# What the exercise asks
Give the entries again exactly, every one of them.

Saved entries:
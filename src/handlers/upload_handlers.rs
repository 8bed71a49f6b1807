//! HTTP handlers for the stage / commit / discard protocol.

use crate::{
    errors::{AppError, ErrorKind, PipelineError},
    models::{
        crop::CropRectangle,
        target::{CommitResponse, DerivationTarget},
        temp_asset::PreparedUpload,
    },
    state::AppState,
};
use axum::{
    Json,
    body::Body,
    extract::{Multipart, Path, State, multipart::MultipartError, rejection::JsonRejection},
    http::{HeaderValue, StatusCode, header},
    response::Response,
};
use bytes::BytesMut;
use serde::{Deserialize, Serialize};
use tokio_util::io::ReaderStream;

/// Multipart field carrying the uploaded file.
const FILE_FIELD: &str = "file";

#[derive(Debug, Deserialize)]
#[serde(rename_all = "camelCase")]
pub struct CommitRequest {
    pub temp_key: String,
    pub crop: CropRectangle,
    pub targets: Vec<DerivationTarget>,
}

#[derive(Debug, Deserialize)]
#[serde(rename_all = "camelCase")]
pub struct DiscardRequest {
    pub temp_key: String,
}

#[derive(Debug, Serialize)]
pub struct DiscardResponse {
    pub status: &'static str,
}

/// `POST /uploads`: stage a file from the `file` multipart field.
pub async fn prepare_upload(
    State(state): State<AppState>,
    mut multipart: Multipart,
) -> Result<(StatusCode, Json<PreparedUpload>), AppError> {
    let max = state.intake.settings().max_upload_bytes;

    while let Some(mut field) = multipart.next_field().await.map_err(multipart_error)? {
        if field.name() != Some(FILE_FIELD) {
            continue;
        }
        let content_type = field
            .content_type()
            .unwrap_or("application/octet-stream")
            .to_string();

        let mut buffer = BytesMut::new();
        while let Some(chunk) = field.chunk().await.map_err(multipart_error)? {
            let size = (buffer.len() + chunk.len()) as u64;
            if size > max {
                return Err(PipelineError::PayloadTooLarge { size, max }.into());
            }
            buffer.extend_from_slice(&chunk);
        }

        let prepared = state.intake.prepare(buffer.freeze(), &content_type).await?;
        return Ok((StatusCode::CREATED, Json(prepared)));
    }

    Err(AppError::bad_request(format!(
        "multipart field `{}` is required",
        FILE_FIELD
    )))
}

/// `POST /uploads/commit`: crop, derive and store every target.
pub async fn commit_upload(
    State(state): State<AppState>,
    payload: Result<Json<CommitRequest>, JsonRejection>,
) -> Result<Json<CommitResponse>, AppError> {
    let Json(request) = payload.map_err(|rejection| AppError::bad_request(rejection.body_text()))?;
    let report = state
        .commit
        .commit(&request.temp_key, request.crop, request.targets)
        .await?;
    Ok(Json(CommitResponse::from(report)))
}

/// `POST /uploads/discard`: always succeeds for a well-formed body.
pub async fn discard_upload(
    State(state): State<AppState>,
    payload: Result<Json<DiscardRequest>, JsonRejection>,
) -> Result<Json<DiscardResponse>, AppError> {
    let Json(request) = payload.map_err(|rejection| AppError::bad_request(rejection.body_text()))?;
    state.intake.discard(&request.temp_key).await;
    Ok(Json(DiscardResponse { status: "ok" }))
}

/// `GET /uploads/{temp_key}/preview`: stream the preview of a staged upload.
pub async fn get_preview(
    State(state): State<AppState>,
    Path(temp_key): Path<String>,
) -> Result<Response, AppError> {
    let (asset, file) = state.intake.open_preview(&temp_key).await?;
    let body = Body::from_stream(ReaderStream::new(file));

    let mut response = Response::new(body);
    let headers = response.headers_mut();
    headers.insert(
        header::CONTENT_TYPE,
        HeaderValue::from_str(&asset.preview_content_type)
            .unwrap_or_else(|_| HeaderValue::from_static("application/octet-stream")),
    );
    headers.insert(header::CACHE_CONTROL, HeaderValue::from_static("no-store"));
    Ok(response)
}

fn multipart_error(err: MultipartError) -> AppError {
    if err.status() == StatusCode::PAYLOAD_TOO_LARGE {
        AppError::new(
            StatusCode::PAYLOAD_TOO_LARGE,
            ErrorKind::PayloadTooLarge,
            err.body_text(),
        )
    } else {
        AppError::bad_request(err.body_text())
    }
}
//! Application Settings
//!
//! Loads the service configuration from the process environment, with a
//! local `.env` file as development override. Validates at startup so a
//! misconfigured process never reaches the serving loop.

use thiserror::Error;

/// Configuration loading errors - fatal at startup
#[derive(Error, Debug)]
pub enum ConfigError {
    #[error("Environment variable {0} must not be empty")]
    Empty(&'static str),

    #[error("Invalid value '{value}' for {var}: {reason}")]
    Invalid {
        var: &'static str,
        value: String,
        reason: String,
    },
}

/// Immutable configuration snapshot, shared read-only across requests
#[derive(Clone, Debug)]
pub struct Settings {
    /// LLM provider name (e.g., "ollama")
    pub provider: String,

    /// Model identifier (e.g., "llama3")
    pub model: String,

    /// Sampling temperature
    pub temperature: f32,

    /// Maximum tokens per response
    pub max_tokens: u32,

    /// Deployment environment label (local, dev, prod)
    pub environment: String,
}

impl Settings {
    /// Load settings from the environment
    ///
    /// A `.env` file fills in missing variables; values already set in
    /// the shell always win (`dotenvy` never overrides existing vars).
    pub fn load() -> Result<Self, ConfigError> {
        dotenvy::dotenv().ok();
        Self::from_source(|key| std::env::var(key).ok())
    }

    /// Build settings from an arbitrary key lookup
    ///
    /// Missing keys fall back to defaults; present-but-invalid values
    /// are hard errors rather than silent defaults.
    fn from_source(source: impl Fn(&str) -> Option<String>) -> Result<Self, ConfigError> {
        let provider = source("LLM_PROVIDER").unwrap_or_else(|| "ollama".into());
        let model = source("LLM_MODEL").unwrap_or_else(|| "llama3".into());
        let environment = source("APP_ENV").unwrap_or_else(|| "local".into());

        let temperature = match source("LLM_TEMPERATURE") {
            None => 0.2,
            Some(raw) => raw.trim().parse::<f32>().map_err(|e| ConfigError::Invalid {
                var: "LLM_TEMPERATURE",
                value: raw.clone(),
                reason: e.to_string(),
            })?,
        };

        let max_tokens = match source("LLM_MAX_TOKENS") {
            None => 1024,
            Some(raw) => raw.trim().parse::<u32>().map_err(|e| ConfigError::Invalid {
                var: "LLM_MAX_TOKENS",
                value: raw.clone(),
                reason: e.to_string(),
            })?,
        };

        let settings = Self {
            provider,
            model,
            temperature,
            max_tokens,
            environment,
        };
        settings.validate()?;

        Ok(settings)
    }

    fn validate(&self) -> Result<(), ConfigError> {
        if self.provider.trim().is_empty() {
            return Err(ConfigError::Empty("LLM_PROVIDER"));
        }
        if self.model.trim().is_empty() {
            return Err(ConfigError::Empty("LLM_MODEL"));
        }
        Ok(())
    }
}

# Problem solution
filename src/handlers/upload_handlers.rs
repository 8bed71a49f6b1807
//! HTTP handlers for the stage / commit / discard protocol.

use crate::{
    errors::{AppError, ErrorKind, PipelineError},
    models::{
        crop::CropRectangle,
        target::{CommitResponse, DerivationTarget},
        temp_asset::PreparedUpload,
    },
    state::AppState,
};
use axum::{
    Json,
    body::Body,
    extract::{Multipart, Path, State, multipart::MultipartError, rejection::JsonRejection},
    http::{HeaderValue, StatusCode, header},
    response::Response,
};
use bytes::BytesMut;
use serde::{Deserialize, Serialize};
use tokio_util::io::ReaderStream;

/// Multipart field carrying the uploaded file.
const FILE_FIELD: &str = "file";

#[derive(Debug, Deserialize)]
#[serde(rename_all = "camelCase")]
pub struct CommitRequest {
    pub temp_key: String,
    pub crop: CropRectangle,
    pub targets: Vec<DerivationTarget>,
}

#[derive(Debug, Deserialize)]
#[serde(rename_all = "camelCase")]
pub struct DiscardRequest {
    pub temp_key: String,
}

#[derive(Debug, Serialize)]
pub struct DiscardResponse {
    pub status: &'static str,
}

/// `POST /uploads`: stage a file from the `file` multipart field.
pub async fn prepare_upload(
    State(state): State<AppState>,
    mut multipart: Multipart,
) -> Result<(StatusCode, Json<PreparedUpload>), AppError> {
    let max = state.intake.settings().max_upload_bytes;

    while let Some(mut field) = multipart.next_field().await.map_err(multipart_error)? {
        if field.name() != Some(FILE_FIELD) {
            continue;
        }
        let content_type = field
            .content_type()
            .unwrap_or("application/octet-stream")
            .to_string();

        let mut buffer = BytesMut::new();
        while let Some(chunk) = field.chunk().await.map_err(multipart_error)? {
            let size = (buffer.len() + chunk.len()) as u64;
            if size > max {
                return Err(PipelineError::PayloadTooLarge { size, max }.into());
            }
            buffer.extend_from_slice(&chunk);
        }

        let prepared = state.intake.prepare(buffer.freeze(), &content_type).await?;
        return Ok((StatusCode::CREATED, Json(prepared)));
    }

    Err(AppError::bad_request(format!(
        "multipart field `{}` is required",
        FILE_FIELD
    )))
}

/// `POST /uploads/commit`: crop, derive and store every target.
pub async fn commit_upload(
    State(state): State<AppState>,
    payload: Result<Json<CommitRequest>, JsonRejection>,
) -> Result<Json<CommitResponse>, AppError> {
    let Json(request) = payload.map_err(|rejection| AppError::bad_request(rejection.body_text()))?;
    let report = state
        .commit
        .commit(&request.temp_key, request.crop, request.targets)
        .await?;
    Ok(Json(CommitResponse::from(report)))
}

/// `POST /uploads/discard`: always succeeds for a well-formed body.
pub async fn discard_upload(
    State(state): State<AppState>,
    payload: Result<Json<DiscardRequest>, JsonRejection>,
) -> Result<Json<DiscardResponse>, AppError> {
    let Json(request) = payload.map_err(|rejection| AppError::bad_request(rejection.body_text()))?;
    state.intake.discard(&request.temp_key).await;
    Ok(Json(DiscardResponse { status: "ok" }))
}

/// `GET /uploads/{temp_key}/preview`: stream the preview of a staged upload.
pub async fn get_preview(
    State(state): State<AppState>,
    Path(temp_key): Path<String>,
) -> Result<Response, AppError> {
    let (asset, file) = state.intake.open_preview(&temp_key).await?;
    let body = Body::from_stream(ReaderStream::new(file));

    let mut response = Response::new(body);
    let headers = response.headers_mut();
    headers.insert(
        header::CONTENT_TYPE,
        HeaderValue::from_str(&asset.preview_content_type)
            .unwrap_or_else(|_| HeaderValue::from_static("application/octet-stream")),
    );
    headers.insert(header::CACHE_CONTROL, HeaderValue::from_static("no-store"));
    Ok(response)
}

fn multipart_error(err: MultipartError) -> AppError {
    if err.status() == StatusCode::PAYLOAD_TOO_LARGE {
        AppError::new(
            StatusCode::PAYLOAD_TOO_LARGE,
            ErrorKind::PayloadTooLarge,
            err.body_text(),
        )
    } else {
        AppError::bad_request(err.body_text())
    }
}
//! Application Settings
//!
//! Loads the service configuration from the process environment, with a
//! local `.env` file as development override. Validates at startup so a
//! misconfigured process never reaches the serving loop.

use thiserror::Error;

/// Configuration loading errors - fatal at startup
#[derive(Error, Debug)]
pub enum ConfigError {
    #[error("Environment variable {0} must not be empty")]
    Empty(&'static str),

    #[error("Invalid value '{value}' for {var}: {reason}")]
    Invalid {
        var: &'static str,
        value: String,
        reason: String,
    },
}

/// Immutable configuration snapshot, shared read-only across requests
#[derive(Clone, Debug)]
pub struct Settings {
    /// LLM provider name (e.g., "ollama")
    pub provider: String,

    /// Model identifier (e.g., "llama3")
    pub model: String,

    /// Sampling temperature
    pub temperature: f32,

    /// Maximum tokens per response
    pub max_tokens: u32,

    /// Deployment environment label (local, dev, prod)
    pub environment: String,
}

impl Settings {
    /// Load settings from the environment
    ///
    /// A `.env` file fills in missing variables; values already set in
    /// the shell always win (`dotenvy` never overrides existing vars).
    pub fn load() -> Result<Self, ConfigError> {
        dotenvy::dotenv().ok();
        Self::from_source(|key| std::env::var(key).ok())
    }

    /// Build settings from an arbitrary key lookup
    ///
    /// Missing keys fall back to defaults; present-but-invalid values
    /// are hard errors rather than silent defaults.
    fn from_source(source: impl Fn(&str) -> Option<String>) -> Result<Self, ConfigError> {
        let provider = source("LLM_PROVIDER").unwrap_or_else(|| "ollama".into());
        let model = source("LLM_MODEL").unwrap_or_else(|| "llama3".into());
        let environment = source("APP_ENV").unwrap_or_else(|| "local".into());

        let temperature = match source("LLM_TEMPERATURE") {
            None => 0.2,
            Some(raw) => raw.trim().parse::<f32>().map_err(|e| ConfigError::Invalid {
                var: "LLM_TEMPERATURE",
                value: raw.clone(),
                reason: e.to_string(),
            })?,
        };

        let max_tokens = match source("LLM_MAX_TOKENS") {
            None => 1024,
            Some(raw) => raw.trim().parse::<u32>().map_err(|e| ConfigError::Invalid {
                var: "LLM_MAX_TOKENS",
                value: raw.clone(),
                reason: e.to_string(),
            })?,
        };

        let settings = Self {
            provider,
            model,
            temperature,
            max_tokens,
            environment,
        };
        settings.validate()?;

        Ok(settings)
    }

    fn validate(&self) -> Result<(), ConfigError> {
        if self.provider.trim().is_empty() {
            return Err(ConfigError::Empty("LLM_PROVIDER"));
        }
        if self.model.trim().is_empty() {
            return Err(ConfigError::Empty("LLM_MODEL"));
        }
        Ok(())
    }
}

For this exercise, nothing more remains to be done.